Seu début na direção foi no canal por assinatura Multishow, quando esteve à frente do programa “Se Joga”. Atualmente sua produtora, Lima Filmes, produz o programa Sol & Sal, no ar em sua segunda temporada no canal por assinatura Off, da Globosat –a terceira já está em pré-produção.

As viagens fazem parte do ofício, e Carla não se fez de rogada ao conhecer mais de 20 países, entre eles Gana, Jamaica, Costa Rica, Maldivas, Sri Lanka e Marrocos, onde explorou parte do deserto do Saara em busca de boas ondas. Apesar da pouca idade, a maturidade profissional é percebida em seus trabalhos.
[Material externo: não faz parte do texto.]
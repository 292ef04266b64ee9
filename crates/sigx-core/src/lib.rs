//! Core domain types for the sigx signal execution engine.
//!
//! This crate provides the fundamental types shared by every other crate:
//! - `Price`, `Size`: precision-safe numeric types with exchange quantization
//! - `Signal`, `Direction`: the validated trade signal handed to the engine
//! - `InstrumentMeta`: per-instrument quantization constants
//! - `OrderLeg`, `OrderRecord`: sized legs and their submission outcome
//! - `ErrorKind`: the error taxonomy callers branch on

pub mod decimal;
pub mod error;
pub mod instrument;
pub mod leg;
pub mod order;
pub mod signal;

pub use decimal::{quantize, Price, Size, QUANTIZE_DP};
pub use error::{CoreError, ErrorKind, Result};
pub use instrument::InstrumentMeta;
pub use leg::{LegRole, OrderLeg, OrderRecord, SubmissionStatus};
pub use order::{ClientOrderId, MarginMode, OrderSide, OrderType, PositionSide};
pub use signal::{Direction, Signal};
//! Precision-safe decimal types for trading.
//!
//! Uses `rust_decimal` for exact decimal arithmetic, avoiding
//! floating-point rounding errors when snapping prices and sizes
//! to exchange increments.

use rust_decimal::{Decimal, RoundingStrategy};
use serde::{Deserialize, Serialize};
use std::fmt;
use std::ops::{Add, Sub};
use std::str::FromStr;

/// Decimal places kept after quantization.
pub const QUANTIZE_DP: u32 = 8;

/// Snap `value` to the nearest multiple of `increment`.
///
/// Ties round away from zero (`2.05` with increment `0.1` becomes `2.1`).
/// The product is then rounded to [`QUANTIZE_DP`] places and normalized so
/// the wire representation carries no trailing zeros.
///
/// A zero increment leaves the value untouched.
pub fn quantize(value: Decimal, increment: Decimal) -> Decimal {
    if increment.is_zero() {
        return value;
    }
    let steps =
        (value / increment).round_dp_with_strategy(0, RoundingStrategy::MidpointAwayFromZero);
    (steps * increment)
        .round_dp_with_strategy(QUANTIZE_DP, RoundingStrategy::MidpointAwayFromZero)
        .normalize()
}

/// Price in quote currency. Kept apart from [`Size`] at the type level.
#[derive(Debug, Clone, Copy, PartialEq, Eq, PartialOrd, Ord, Hash, Serialize, Deserialize)]
#[serde(transparent)]
pub struct Price(pub Decimal);

impl Price {
    pub const ZERO: Self = Self(Decimal::ZERO);

    #[inline]
    pub fn new(value: Decimal) -> Self {
        Self(value)
    }

    #[inline]
    pub fn inner(&self) -> Decimal {
        self.0
    }

    #[inline]
    pub fn is_positive(&self) -> bool {
        self.0.is_sign_positive() && !self.0.is_zero()
    }

    /// Snap to the nearest tick, ties away from zero.
    #[inline]
    pub fn quantize(&self, tick_size: Price) -> Self {
        Self(quantize(self.0, tick_size.0))
    }
}

impl fmt::Display for Price {
    fn fmt(&self, f: &mut fmt::Formatter<'_>) -> fmt::Result {
        write!(f, "{}", self.0.normalize())
    }
}

impl FromStr for Price {
    type Err = rust_decimal::Error;

    fn from_str(s: &str) -> Result<Self, Self::Err> {
        Ok(Self(s.parse()?))
    }
}

/// Order size in contracts.
#[derive(Debug, Clone, Copy, PartialEq, Eq, PartialOrd, Ord, Hash, Serialize, Deserialize)]
#[serde(transparent)]
pub struct Size(pub Decimal);

impl Size {
    pub const ZERO: Self = Self(Decimal::ZERO);

    #[inline]
    pub fn new(value: Decimal) -> Self {
        Self(value)
    }

    #[inline]
    pub fn inner(&self) -> Decimal {
        self.0
    }

    #[inline]
    pub fn is_positive(&self) -> bool {
        self.0.is_sign_positive() && !self.0.is_zero()
    }

    /// Snap to the nearest lot, ties away from zero.
    #[inline]
    pub fn quantize(&self, lot_size: Size) -> Self {
        Self(quantize(self.0, lot_size.0))
    }
}

impl fmt::Display for Size {
    fn fmt(&self, f: &mut fmt::Formatter<'_>) -> fmt::Result {
        write!(f, "{}", self.0.normalize())
    }
}

impl FromStr for Size {
    type Err = rust_decimal::Error;

    fn from_str(s: &str) -> Result<Self, Self::Err> {
        Ok(Self(s.parse()?))
    }
}

impl Add for Size {
    type Output = Self;

    fn add(self, rhs: Self) -> Self::Output {
        Self(self.0 + rhs.0)
    }
}

impl Sub for Size {
    type Output = Self;

    fn sub(self, rhs: Self) -> Self::Output {
        Self(self.0 - rhs.0)
    }
}
//! REST response envelope shared by every exchange endpoint.

use serde::{Deserialize, Deserializer};

/// Application-level success code.
pub const SUCCESS_CODE: &str = "0";

/// `{code, msg, data}` envelope returned by the exchange.
///
/// `data` is left optional so a missing payload is reported by the caller
/// as a malformed response rather than a serde error deep in the body.
#[derive(Debug, Clone, Deserialize)]
pub struct ApiResponse<T> {
    #[serde(deserialize_with = "code_as_string")]
    pub code: String,
    #[serde(default)]
    pub msg: String,
    pub data: Option<T>,
}

impl<T> ApiResponse<T> {
    pub fn is_success(&self) -> bool {
        self.code == SUCCESS_CODE
    }
}

/// Accept the code as either a JSON string or a number.
pub(crate) fn code_as_string<'de, D>(deserializer: D) -> Result<String, D::Error>
where
    D: Deserializer<'de>,
{
    let value = serde_json::Value::deserialize(deserializer)?;
    match value {
        serde_json::Value::String(s) => Ok(s),
        serde_json::Value::Number(n) => Ok(n.to_string()),
        other => Err(serde::de::Error::custom(format!(
            "code must be a string or number, got {other}"
        ))),
    }
}

/// Same as [`code_as_string`] for optional per-item codes.
pub fn optional_code_as_string<'de, D>(deserializer: D) -> Result<Option<String>, D::Error>
where
    D: Deserializer<'de>,
{
    let value = Option::<serde_json::Value>::deserialize(deserializer)?;
    match value {
        None | Some(serde_json::Value::Null) => Ok(None),
        Some(serde_json::Value::String(s)) => Ok(Some(s)),
        Some(serde_json::Value::Number(n)) => Ok(Some(n.to_string())),
        Some(other) => Err(serde::de::Error::custom(format!(
            "code must be a string or number, got {other}"
        ))),
    }
}
//! sigx: signal execution engine.
//!
//! Turns a parsed trade signal into sized, signed margin orders and waits
//! for the exchange's private stream to confirm them:
//! - Instrument metadata resolution
//! - Position sizing and leg splitting
//! - Leverage setup and order placement
//! - Authenticated stream session and confirmation tracking

pub mod app;
pub mod config;
pub mod error;

pub use app::{
    ExecutionOrchestrator, ExecutionOutcome, ExecutionPlan, ExecutionPlanner, ExecutionReport,
};
pub use config::AppConfig;
pub use error::{AppError, AppResult};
Carla passou por todas as fases de produção.

“Além de dirigir, faço o roteiro, já produzi, já filmei, sei editar. Como diretora, acho importante conhecer todos os passos até o produto final. Isso ajuda a perceber o que funciona e o que não funciona”, avalia ela, que tem como especialidade as difíceis filmagens aquáticas.

“Gosto muito de filmar de dentro d’água. Comecei como hobby há pouco tempo e tenho recebido bastantes elogios, o que me motiva a evoluir cada vez mais”, diz ela, planejando seu próximo documentário: “Espero que o ‘Pelos Olhos de Gana’ toque o coração das pessoas, assim como o meu foi tocado” completa.
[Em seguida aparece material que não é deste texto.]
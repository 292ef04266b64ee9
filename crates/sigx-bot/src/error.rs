//! Application error types.

use sigx_core::{CoreError, ErrorKind};
use thiserror::Error;

#[derive(Debug, Error)]
pub enum AppError {
    #[error("Configuration error: {0}")]
    Config(String),

    #[error("Invalid signal: {0}")]
    Signal(#[from] CoreError),

    #[error("WebSocket error: {0}")]
    WebSocket(#[from] Box<sigx_ws::WsError>),

    #[error("Registry error: {0}")]
    Registry(#[from] sigx_registry::RegistryError),

    #[error("Executor error: {0}")]
    Executor(#[from] sigx_executor::ExecutorError),

    #[error("Telemetry error: {0}")]
    Telemetry(#[from] sigx_telemetry::TelemetryError),

    #[error("IO error: {0}")]
    Io(#[from] std::io::Error),
}

impl From<sigx_ws::WsError> for AppError {
    fn from(err: sigx_ws::WsError) -> Self {
        Self::WebSocket(Box::new(err))
    }
}

impl From<config::ConfigError> for AppError {
    fn from(err: config::ConfigError) -> Self {
        Self::Config(err.to_string())
    }
}

impl AppError {
    pub fn kind(&self) -> ErrorKind {
        match self {
            Self::Config(_) | Self::Telemetry(_) | Self::Io(_) => ErrorKind::Config,
            Self::Signal(e) => e.kind(),
            Self::WebSocket(e) => e.kind(),
            Self::Registry(e) => e.kind(),
            Self::Executor(e) => e.kind(),
        }
    }

    pub fn is_retryable(&self) -> bool {
        self.kind().is_retryable()
    }
}

pub type AppResult<T> = Result<T, AppError>;

#[cfg(test)]
mod tests {
    use super::*;

    #[test]
    fn test_kind_passes_through_component_errors() {
        let err: AppError = sigx_ws::WsError::AuthFailed {
            code: "152409".to_string(),
            message: "bad sign".to_string(),
        }
        .into();
        assert_eq!(err.kind(), ErrorKind::Auth);
        assert!(!err.is_retryable());

        let err: AppError = CoreError::InvalidSignal("no stop loss".to_string()).into();
        assert_eq!(err.kind(), ErrorKind::Validation);

        assert_eq!(AppError::Config("x".to_string()).kind(), ErrorKind::Config);
    }
}
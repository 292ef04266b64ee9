//! Instrument metadata resolution for sigx.
//!
//! Fetches per-instrument quantization constants (tick size, lot size,
//! contract value) from the exchange's public catalog, and optionally
//! caches them with explicit invalidation.

pub mod cache;
pub mod client;
pub mod error;
pub mod rest;

pub use cache::InstrumentCache;
pub use client::{InstrumentClient, RawInstrument, INSTRUMENTS_PATH};
pub use error::{RegistryError, RegistryResult};
pub use rest::{optional_code_as_string, ApiResponse, SUCCESS_CODE};
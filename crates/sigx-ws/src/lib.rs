//! Private WebSocket stream for order confirmations.
//!
//! Provides:
//! - `StreamSession`: connect, signed login, channel subscription
//! - `StreamEvent`: classified inbound frames (control replies, order pushes)
//! - `spawn_reader`: single-owner background reader forwarding events

pub mod error;
pub mod message;
pub mod reader;
pub mod session;

pub use error::{WsError, WsResult};
pub use message::{
    ChannelArg, EventMessage, LoginArgs, OrderUpdate, PushAction, StreamEvent, WsRequest,
    ORDERS_CHANNEL,
};
pub use reader::{spawn_reader, spawn_reader_with_heartbeat, EventStream, HEARTBEAT_INTERVAL};
pub use session::{SessionConfig, StreamSession};

use std::sync::Once;

static INIT_CRYPTO: Once = Once::new();

/// Initialize the TLS crypto provider.
/// Must be called before any WebSocket connections are made.
pub fn init_crypto() {
    INIT_CRYPTO.call_once(|| {
        let _ = rustls::crypto::ring::default_provider().install_default();
    });
}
Com tantas viagens no currículo, Carla diz ter se surpreendido com a cultura e as boas ondas de países pouco explorados. “O Sri Lanka me surpreendeu pelas boas ondas e pelo povo hospitaleiro. Já em Gana fiquei chocada com a pobreza extrema, e mesmo assim, como as pessoas das vilas nos tratam, sorriem para você, abraçam, fazem carinho e tentam se comunicar. Os mais novos tentam surfar com um pedaço de madeira! Foi o lugar que me transformou como ser humano, que abriu meus olhos para o real valor das coisas e da vida. Eles celebram a morte com música e comida, o enterro não é um momento triste”, conclui Carla.